I talked with a company that provides project management software where they have this whole onboarding framework for new customers, but no way to onboard new users. They're not enabling all these new users, which could negatively impact them long-term.
And then, especially with software, you might have regular product or feature releases. So you need to keep driving your users to value in all of your new products and features. This all happens in the Expand stage.
How would you save a customer that had a poor onboarding experience?
I would meet with them to learn what worked and what didn't and listen, mostly listen. I think we're often too busy trying to sell to customers. If they're not getting value, we need to find out how we can provide it.
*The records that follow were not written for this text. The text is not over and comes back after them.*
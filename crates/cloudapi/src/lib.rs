//! # cloudapi
//!
//! Blocking client for the deployments control plane.
//!
//! This crate provides:
//! - A [`Backend`] seam with an HTTP implementation and an in-memory mock
//! - An error taxonomy that tells transient failures from final ones
//! - Bounded linear retry and a plan poller with timeout and cancellation
//! - A [`Client`] mapping read/create/update/delete onto reconcile + submit + poll
//!
//! ## Example
//!
//! ```no_run
//! use cloudapi::Client;
//! use deployment::{ComponentKind, ComponentSpec, DesiredState, TopologySpec};
//!
//! let client = Client::new("https://api.elastic-cloud.com", Some("secret"));
//!
//! let desired = DesiredState::new("search", "us-east-1").with_component(
//!     ComponentKind::Elasticsearch,
//!     ComponentSpec::default().version("7.8.1").element(TopologySpec::sized("4g")),
//! );
//!
//! let applied = client.create(&desired).expect("create failed");
//! println!("created {}", applied.id);
//! ```

#![warn(missing_docs)]
#![warn(clippy::all)]

pub mod backend;
pub mod error;
pub mod poller;
pub mod retry;
pub mod types;

// Re-export main types at crate root
pub use backend::http::CloudBackend;
pub use backend::{Backend, MockBackend};
pub use error::{Error, ErrorCategory, Result};
pub use poller::{CancelToken, NoObserver, PollObserver, PollOutcome, PollState, Poller};
pub use types::{Accepted, PollConfig, QueryParams, RetryConfig};

use deployment::{
    ChangeRequest, ChangeSummary, ComponentKind, DeploymentInfo, DesiredState,
    FlatDeploymentState,
};

/// Result of a create or update.
#[derive(Debug, Clone, PartialEq, Eq)]
pub struct Applied {
    /// Deployment id
    pub id: String,
    /// Flat state after the change settled
    pub state: FlatDeploymentState,
    /// Components reporting unhealthy after the change
    pub unhealthy: Vec<ComponentKind>,
    /// What the change request contained
    pub summary: ChangeSummary,
    /// False when the request was a no-op and nothing was sent
    pub submitted: bool,
}

/// High-level control-plane client.
///
/// Each operation composes the pure reconciliation functions from the
/// `deployment` crate with backend calls and the poller. Nothing is cached
/// between calls; every operation starts from a fresh read.
pub struct Client {
    backend: Box<dyn Backend>,
    poll: PollConfig,
    cancel: CancelToken,
    observer: Option<Box<dyn PollObserver>>,
}

impl Client {
    /// Create a client for an HTTP endpoint.
    #[must_use]
    pub fn new(api_base: &str, api_key: Option<&str>) -> Self {
        let backend = CloudBackend::with_api_base(api_base);
        let backend = match api_key {
            Some(key) => backend.with_api_key(key),
            None => backend,
        };
        Self::with_backend(Box::new(backend))
    }

    /// Create a client with a custom backend (useful for testing).
    #[must_use]
    pub fn with_backend(backend: Box<dyn Backend>) -> Self {
        Self {
            backend,
            poll: PollConfig::default(),
            cancel: CancelToken::new(),
            observer: None,
        }
    }

    /// Use a different timing policy for waiting on changes.
    #[must_use]
    pub fn with_poll_config(mut self, poll: PollConfig) -> Self {
        self.poll = poll;
        self
    }

    /// Share a cancellation token with the poller.
    #[must_use]
    pub fn with_cancel_token(mut self, cancel: CancelToken) -> Self {
        self.cancel = cancel;
        self
    }

    /// Report polling progress.
    #[must_use]
    pub fn with_observer(mut self, observer: Box<dyn PollObserver>) -> Self {
        self.observer = Some(observer);
        self
    }

    // =========================================================================
    // Read Operations
    // =========================================================================

    /// Read a deployment and flatten it. `None` when it doesn't exist.
    pub fn read(&self, id: &str) -> Result<Option<FlatDeploymentState>> {
        match self.fetch(id) {
            Ok(remote) => Ok(Some(deployment::flatten(&remote))),
            Err(e) if e.is_not_found() => Ok(None),
            Err(e) => Err(e),
        }
    }

    /// Read the raw remote deployment.
    pub fn fetch(&self, id: &str) -> Result<DeploymentInfo> {
        self.cancel.check()?;
        self.backend.get_deployment(id, &QueryParams::full())
    }

    /// Build the change request that `apply` would submit.
    ///
    /// With `id` set the request is built against that deployment, otherwise
    /// as a create. Local validation runs before anything is read.
    pub fn plan(&self, desired: &DesiredState, id: Option<&str>) -> Result<ChangeRequest> {
        deployment::validate(desired)?;
        let remote = id.map(|id| self.fetch(id)).transpose()?;
        Ok(deployment::build_change_request(desired, remote.as_ref())?)
    }

    // =========================================================================
    // Write Operations
    // =========================================================================

    /// Create a deployment and wait for it to settle.
    pub fn create(&self, desired: &DesiredState) -> Result<Applied> {
        let request = deployment::build_change_request(desired, None)?;
        self.cancel.check()?;
        let accepted = self.backend.create_deployment(&request)?;
        log::info!("created deployment {}", accepted.id);
        self.settle(&accepted.id, &request)
    }

    /// Update a deployment to match `desired` and wait for it to settle.
    ///
    /// Nothing is submitted when the change request is a no-op.
    pub fn update(&self, id: &str, desired: &DesiredState) -> Result<Applied> {
        deployment::validate(desired)?;
        let remote = self.fetch(id)?;
        let request = deployment::build_change_request(desired, Some(&remote))?;

        if request.is_noop() {
            log::info!("deployment {id} already matches the desired state");
            return Ok(Applied {
                id: id.to_string(),
                state: deployment::flatten(&remote),
                unhealthy: poller::unhealthy_components(&remote),
                summary: request.summary(),
                submitted: false,
            });
        }

        self.cancel.check()?;
        self.backend.submit_change(id, &request)?;
        log::info!("submitted change to deployment {id}");
        self.settle(id, &request)
    }

    /// Shut a deployment down and wait until it is gone.
    pub fn delete(&self, id: &str) -> Result<()> {
        self.cancel.check()?;
        self.backend.delete_deployment(id)?;
        log::info!("shutdown requested for deployment {id}");
        self.poller().wait_until_absent(id)
    }

    fn settle(&self, id: &str, request: &ChangeRequest) -> Result<Applied> {
        let outcome = self.poller().wait_until_stable(id)?;
        Ok(Applied {
            id: id.to_string(),
            state: deployment::flatten(&outcome.deployment),
            unhealthy: outcome.unhealthy,
            summary: request.summary(),
            submitted: true,
        })
    }

    fn poller(&self) -> Poller<'_> {
        let poller = Poller::new(self.backend.as_ref(), &self.poll).with_cancel(self.cancel.clone());
        match &self.observer {
            Some(observer) => poller.with_observer(observer.as_ref()),
            None => poller,
        }
    }
}
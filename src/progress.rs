//! Progress indicators for ecdeploy CLI.

use crate::ui;
use cloudapi::poller::{PollObserver, PollState};
use cloudapi::retry::RetryCallback;
use indicatif::{ProgressBar, ProgressStyle};
use std::time::Duration;

/// Start a spinner with a message. Hidden when `quiet`.
pub fn spinner(msg: &str, quiet: bool) -> ProgressBar {
    if quiet {
        return ProgressBar::hidden();
    }
    let pb = ProgressBar::new_spinner();
    pb.set_style(
        ProgressStyle::default_spinner()
            .template("{spinner:.green} {msg}")
            .unwrap_or_else(|_| ProgressStyle::default_spinner()),
    );
    pb.set_message(msg.to_string());
    pb.enable_steady_tick(Duration::from_millis(100));
    pb
}

/// Clear the spinner and print a success line
pub fn finish_success(pb: &ProgressBar, msg: &str) {
    pb.finish_and_clear();
    ui::success(msg);
}

/// Clear the spinner and print an error line
pub fn finish_error(pb: &ProgressBar, msg: &str) {
    pb.finish_and_clear();
    ui::error(msg);
}

/// Clear the spinner without printing anything
pub fn finish_clear(pb: &ProgressBar) {
    pb.finish_and_clear();
}

/// Feeds poller progress into a spinner.
pub struct SpinnerObserver {
    pb: ProgressBar,
    action: String,
}

impl SpinnerObserver {
    pub fn new(pb: ProgressBar, action: impl Into<String>) -> Self {
        Self {
            pb,
            action: action.into(),
        }
    }
}

impl RetryCallback for SpinnerObserver {
    fn on_retry(&self, attempt: u32, max_attempts: u32, error: &cloudapi::Error, delay: Duration) {
        self.pb.set_message(format!(
            "{}: read failed ({attempt}/{max_attempts}), retrying in {}s: {error}",
            self.action,
            delay.as_secs()
        ));
    }
}

impl PollObserver for SpinnerObserver {
    fn on_state(&self, poll: u32, elapsed: Duration, state: &PollState) {
        self.pb.set_message(format!(
            "{}: {} [{}s, poll {poll}]",
            self.action,
            describe_state(state),
            elapsed.as_secs()
        ));
    }
}

fn describe_state(state: &PollState) -> String {
    match state {
        PollState::Pending => "waiting for resources".to_string(),
        PollState::Applying { components } => format!("applying {}", ui::join_or_dash(components)),
        PollState::Stable => "stable".to_string(),
        PollState::Failed { kind, .. } => format!("{kind} failed"),
    }
}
They might need a higher touch, white-glove treatment to get them back on track.
What's your opinion on charging for onboarding services versus having it baked in?
I think it's important to charge. When I work with companies that charge for onboarding, they find their customers show up for meetings and do what they're expected to do. They actually use more of the product and they're way more engaged.
It also helps companies take the customer success and onboarding function seriously. You might not be a high-margin profit center, but if you can show you're covering costs, you are more likely to get the resources you need to provide better services.
The cost might be baked into the license fee. It might be something that's renewed every year so it's more of a customer success package. So year one could be onboarding, training, and implementing, but year two and beyond might be health checks, performance tuning or best practices—the things that help customers get to the next level.
What's the most objective way a company can assess whether they have an onboarding problem?
There are several signs. One is if the process takes too long. You might be getting new customers, and you've got all this new revenue coming in, but then it's taking a long time to get them to go live and get them to value. This can cost you a lot of money.
Another sign is if frustrated customers are pausing and canceling their subscriptions, especially in the first 30 to 90 days. You might get your product to go live, but all your customers are annoyed with you and you need to chase them down and win back their confidence.
Or you might be trying a high-touch engagement that you can't scale. And so customer-facing teams can't manage the load anymore. You have to onboard a new account, but you can't focus on it because you're so busy trying to get other users onboarded.
Do you have anything to say about onboarding and implementation that I haven't mentioned?
The main thing is that it's important to know your customers and what they want and need. Often people will ask me, “what should we do?” But the first thing to do is to listen to your users to find out what they want and need. Let's say you think you need a tech touch onboarding. First, find out if users feel the same.
One company I worked with had all this self-paced content. But when I interviewed their customers, we learned that those who had instructor-led training, where they really covered the concepts and contexts, and not just the product, were transforming their business as a result. So it's really important to learn what makes the difference from their perspective.